Although not the first US president, nor world leader, to be assassinated, John F Kennedy was the first in the age of television. Sixty years on, the grainy images of his killing, allegedly by Lee Harvey Oswald – although so many conspiracy theories still abound – linger in the public psyche and, for those old enough to remember, it was the end of an age of innocence.

The Kennedys had always been looked upon as almost royalty. The family’s time in the White House even came to be known as ‘Camelot’, a reference to the King Arthur legend. It was Jackie who originally used this expression, based on her husband’s preoccupation with the Knights of the Round Table.

Jackie was concerned with how the Kennedys were going to be portrayed after their time in office. She wanted to make sure the administration portrayal was accurate for posterity. To accomplish this, she contacted Theodore H. White, a writer with Life magazine. She asked him to interview her, wanting to be sure the first piece written after the Kennedy Administration was exactly what she wanted it to be. In the end, the interview, entitled, For President Kennedy: An Epilogue, appeared in a memorial edition published a month after the assassination.

John F Kennedy spent less than three years in the White House. His first year was a disaster, as he himself acknowledged. The Bay of Pigs invasion of Communist Cuba was only the first in a series of failed efforts to undo Fidel Castro’s regime. His 1961 summit meeting in Vienna with Soviet leader Nikita Khrushchev was a humiliating experience. Most of his legislative proposals died on Capitol Hill.

Yet, JFK was also responsible for some extraordinary accomplishments. The most important was his adept management of the Cuban missile crisis in 1962, widely considered the most perilous trigger for a nuclear war. Most of his military advisers believed the US should bomb the missile pads the Soviet Union was stationing in Cuba. Kennedy, aware of the danger of escalating the crisis, instead ordered a blockade of Soviet ships. In the end, a peaceful agreement was reached and both Kennedy and Khrushchev began to soften the relationship between Washington and Moscow.

Kennedy was the first US president born in the 20th century, the first young veteran of World War II to reach the White House. He was the youngest ever elected to the presidency, succeeding Eisenhower who, at the time, was the oldest. He symbolised a new generation and its coming-of-age.

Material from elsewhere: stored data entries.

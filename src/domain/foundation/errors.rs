//! Client-visible error codes.

use std::fmt;

/// Error categories surfaced to clients in `error` events.
#[derive(Debug, Clone, Copy, PartialEq, Eq, Hash)]
pub enum ErrorCode {
    MalformedMessage,
    SubscriptionFailure,
    PublishNotAuthorized,
    ChannelNotFound,
    RateLimited,
    Internal,
}

impl ErrorCode {
    /// Numeric code carried in the `code` field of an `error` event.
    pub fn wire_code(&self) -> u16 {
        match self {
            ErrorCode::MalformedMessage => 400,
            ErrorCode::SubscriptionFailure => 403,
            ErrorCode::PublishNotAuthorized => 403,
            ErrorCode::ChannelNotFound => 404,
            ErrorCode::RateLimited => 429,
            ErrorCode::Internal => 500,
        }
    }
}

impl fmt::Display for ErrorCode {
    fn fmt(&self, f: &mut fmt::Formatter<'_>) -> fmt::Result {
        let s = match self {
            ErrorCode::MalformedMessage => "MALFORMED_MESSAGE",
            ErrorCode::SubscriptionFailure => "SUBSCRIPTION_FAILURE",
            ErrorCode::PublishNotAuthorized => "PUBLISH_NOT_AUTHORIZED",
            ErrorCode::ChannelNotFound => "CHANNEL_NOT_FOUND",
            ErrorCode::RateLimited => "RATE_LIMITED",
            ErrorCode::Internal => "INTERNAL_ERROR",
        };
        write!(f, "{}", s)
    }
}
//! Storage Adapters
//!
//! Implementations of the shared-state ports.
//!
//! ## Available Adapters
//!
//! - **InMemoryTable** - `SharedTable` over a sharded concurrent map
//! - **TableConnectionRegistry** - `ConnectionRegistry` over a `SharedTable`
//!
//! ## Usage
//!
//! ```ignore
//! use channel_relay::adapters::storage::{InMemoryTable, TableConnectionRegistry};
//!
//! let connections = Arc::new(InMemoryTable::new("connections", 10240));
//! let registry = TableConnectionRegistry::new(connections);
//! ```

mod in_memory_table;
mod table_registry;

pub use in_memory_table::InMemoryTable;
pub use table_registry::TableConnectionRegistry;
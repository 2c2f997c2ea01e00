//! HTTP error responses.

use axum::{
    http::StatusCode,
    response::{IntoResponse, Response},
    Json,
};
use serde::Serialize;

use crate::domain::channel::ChannelError;

/// Body of every error response.
#[derive(Debug, Clone, Serialize, PartialEq, Eq)]
pub struct ErrorResponse {
    pub error: String,
    pub code: String,
}

#[derive(Debug, Clone, PartialEq, Eq)]
pub enum ApiError {
    BadRequest(String),
    Unauthorized(String),
    Forbidden(String),
    NotFound(String),
    Unprocessable(String),
    Internal(String),
}

impl ApiError {
    fn parts(&self) -> (StatusCode, &'static str, &str) {
        match self {
            ApiError::BadRequest(m) => (StatusCode::BAD_REQUEST, "BAD_REQUEST", m),
            ApiError::Unauthorized(m) => (StatusCode::UNAUTHORIZED, "UNAUTHORIZED", m),
            ApiError::Forbidden(m) => (StatusCode::FORBIDDEN, "FORBIDDEN", m),
            ApiError::NotFound(m) => (StatusCode::NOT_FOUND, "NOT_FOUND", m),
            ApiError::Unprocessable(m) => {
                (StatusCode::UNPROCESSABLE_ENTITY, "VALIDATION_FAILED", m)
            }
            ApiError::Internal(m) => (StatusCode::INTERNAL_SERVER_ERROR, "INTERNAL_ERROR", m),
        }
    }
}

impl IntoResponse for ApiError {
    fn into_response(self) -> Response {
        let (status, code, message) = self.parts();
        let body = ErrorResponse {
            error: message.to_string(),
            code: code.to_string(),
        };
        (status, Json(body)).into_response()
    }
}

impl From<ChannelError> for ApiError {
    fn from(error: ChannelError) -> Self {
        match error {
            ChannelError::NotFound(channel) => {
                ApiError::NotFound(format!("Channel not found: {}", channel))
            }
            ChannelError::InvalidName(_) | ChannelError::Malformed(_) => {
                ApiError::BadRequest(error.to_string())
            }
            ChannelError::Storage(msg) => {
                tracing::error!(error = %msg, "Storage failure in HTTP handler");
                ApiError::Internal("Internal server error".to_string())
            }
            other => ApiError::Forbidden(other.to_string()),
        }
    }
}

In shaping his legend, Kennedy’s personal charm helped. A witty and articulate speaker, he seemed built for the new age of television. He had presence and there was wit and elegance in his oratory. In his celebrated inaugural address he exhorted Americans: “Ask not what your country can do for you — ask what you can do for your country.”

But the Kennedy legacy has its darker side. Many of JFK’s political colleagues viewed him a mere playboy whose wealthy father Joe had bankrolled his campaigns. Many critics saw recklessness, impatience, impetuosity. His image of youth and vitality is part myth. He spent much of his life in hospitals battling illness. His ability to serve as president was itself a profile in courage.

Like his father Joe, he was obsessed with the ritual of sexual conquest — before and during his marriage, before and during his presidency. While he was alive, the many women, Marilyn Monroe included, the Secret Service agents, and others kept it a secret. When his exploits years later became known, it did little to rend his reputation.

Sixty years on from that day in Dallas, the contradictory realities of John F Kennedy’s life no longer match his global reputation. But, in the eyes of the world, this reticent man became a charismatic leader who, in his life and in his death, served as a symbol of purpose and hope.

Something, perhaps, this world could do with today.